Like, the online hellscape of endless Flash applets and browser shovelware games is retro now?
You get what that means, right? In twenty years you GenZ Tumblr nerds will be in some online forum recoiling in horror at some kid waxing nostalgic about back when you could just play a free gacha game full of anime waifus and where have all the good phone games gone?
Ok but where have the good phone games gone. I’m horrified watching a 10 year old or so relative playing games on his phone only to spend 90% of the time watching unskippable ads.
It’s worth it to pay 1 to 5 dollars for a no ad mobile game for the kid. Even if they play it for a week, it’s just like any other $5 toy they may have gotten and got bored of.
They were derivative of things that had existed on other platforms for years. They never really found their own strengths before they were overrun by cash grabs that all look the same
I’m already getting that, every time I say nothing in a video game should cost real money. You talk about the abuses of this business model and people act like you tugged on their favorite stuffed animal.
See, that’s the opposite. Sheer nostalgia goggles.
I keep reminding people I bought Street Fighter 2 three times at full price AND for a long while before that I paid to play it by the match. Bought multiple expansion packs for shooters from Doom to Half-Life. There were three remasters of Resident Evil in like two years at one point.
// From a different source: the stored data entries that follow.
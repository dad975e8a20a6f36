use chrono::Utc;
use serde::{Deserialize, Serialize};
use serde_json::Value;

use crate::error::EngineError;
use crate::ml::models::Label;
use crate::ml::registry::ModelState;

/// Model id used when a request omits one
pub const DEFAULT_MODEL_ID: &str = "default_model";

fn default_model_id() -> String {
    DEFAULT_MODEL_ID.to_string()
}

/// Training request body
#[derive(Debug, Clone, Serialize, Deserialize)]
pub struct TrainRequest {
    /// Training samples, one list of features per row
    pub data: Value,
    #[serde(default = "default_model_id")]
    pub model_id: String,
    /// Expected outlier fraction; the configured default applies when absent
    #[serde(default)]
    pub contamination: Option<f64>,
}

/// Detection request body
#[derive(Debug, Clone, Serialize, Deserialize)]
pub struct DetectRequest {
    pub data: Value,
    #[serde(default = "default_model_id")]
    pub model_id: String,
}

/// Outcome of a training request
#[derive(Debug, Clone, Copy, PartialEq, Eq, Serialize, Deserialize)]
pub enum TrainingStatus {
    Success,
    Failure,
}

#[derive(Debug, Clone, PartialEq, Serialize, Deserialize)]
pub struct TrainingResult {
    pub model_id: String,
    pub status: TrainingStatus,
    pub message: String,
}

impl TrainingResult {
    pub fn success(model_id: &str) -> Self {
        Self {
            model_id: model_id.to_string(),
            status: TrainingStatus::Success,
            message: "Model trained and saved.".to_string(),
        }
    }

    /// Failure body; the message leads with the error kind
    pub fn failure(model_id: &str, error: &EngineError) -> Self {
        Self {
            model_id: model_id.to_string(),
            status: TrainingStatus::Failure,
            message: error.tagged_message(),
        }
    }

    pub fn is_success(&self) -> bool {
        self.status == TrainingStatus::Success
    }
}

/// Detection response body
#[derive(Debug, Clone, PartialEq, Serialize, Deserialize)]
pub struct DetectionOutput {
    pub model_id: String,
    /// One label per input row: 1 normal, -1 anomalous
    pub anomalies: Vec<Label>,
    /// Batch typicality in [0, 1], higher is more typical
    pub empirical_verifiability_score: f64,
    pub processing_time_ms: f64,
}

/// Status response body
#[derive(Debug, Clone, PartialEq, Serialize, Deserialize)]
pub struct ModelStatus {
    pub model_id: String,
    pub is_trained: bool,
    /// Rows used by the committed model's fit
    pub data_shape: Option<usize>,
    pub state: ModelState,
}

/// Liveness body
#[derive(Debug, Clone, PartialEq, Serialize, Deserialize)]
pub struct HealthStatus {
    pub status: String,
    /// Unix time in seconds
    pub timestamp: f64,
}

impl HealthStatus {
    pub fn operational() -> Self {
        Self {
            status: "operational".to_string(),
            timestamp: Utc::now().timestamp_millis() as f64 / 1000.0,
        }
    }
}

#[cfg(test)]
mod tests {
    use super::*;
    use serde_json::json;

    #[test]
    fn test_request_defaults() {
        let req: TrainRequest = serde_json::from_value(json!({"data": [[1, 2]]})).unwrap();
        assert_eq!(req.model_id, "default_model");
        assert_eq!(req.contamination, None);

        let req: DetectRequest =
            serde_json::from_value(json!({"data": [[1, 2]], "model_id": "m", "contamination": 0.1}))
                .unwrap();
        assert_eq!(req.model_id, "m");
    }

    #[test]
    fn test_training_result_shape() {
        let json = serde_json::to_value(TrainingResult::success("m")).unwrap();
        assert_eq!(json, json!({"model_id": "m", "status": "Success", "message": "Model trained and saved."}));

        let failed = TrainingResult::failure("m", &EngineError::FitFailure("diverged".into()));
        assert!(!failed.is_success());
        assert_eq!(serde_json::to_value(&failed).unwrap()["status"], "Failure");
    }

    #[test]
    fn test_detection_output_shape() {
        let out = DetectionOutput {
            model_id: "m".into(),
            anomalies: vec![Label::Normal, Label::Anomalous],
            empirical_verifiability_score: 0.5,
            processing_time_ms: 1.25,
        };
        let json = serde_json::to_value(&out).unwrap();
        assert_eq!(json["anomalies"], json!([1, -1]));
        assert_eq!(json["empirical_verifiability_score"], 0.5);
    }

    #[test]
    fn test_status_shape() {
        let status = ModelStatus {
            model_id: "x".into(),
            is_trained: false,
            data_shape: None,
            state: ModelState::Untrained,
        };
        let json = serde_json::to_value(&status).unwrap();
        assert_eq!(json["data_shape"], Value::Null);
        assert_eq!(json["state"], "untrained");
    }

    #[test]
    fn test_health() {
        let health = HealthStatus::operational();
        assert_eq!(health.status, "operational");
        assert!(health.timestamp > 0.0);
    }
}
Sonic 3 came out episodically and they invented a whole cartridge system just so they could sell you physical DLC. Arcades were specifically tuned so you would have to pay more money to keep playing every three minutes on average. They ran studies and playtests with this specific goal in mind. I one had my arcade operator give me a free credit because I was the only one there when he got a new game installed. I played for what he deemed too long, so he went into the system menu in front of me and cranked up the difficulty.
I’m not saying the very olds had it best, I’m saying we ALL have rose tinted glasses. I was out there getting exploited by arcades and Capcom re-releases and it was my dad recoiling in horror. He called it “bug squashing” and kept claiming it was the computer playing, not me.
These people have made the exact same comparison, and I will tell you what I told them: buying the same game three times is fundamentally better than being held against the grindstone for potentially thousands of dollars.
And renting time on someone else’s machine is never the same thing as being charged five actual dollars to increment a value in a single-player game on your own goddamn hardware.
And if I felt Magic The Gathering booster packs were the same thing as lootboxes then I’d call to ban booster packs too.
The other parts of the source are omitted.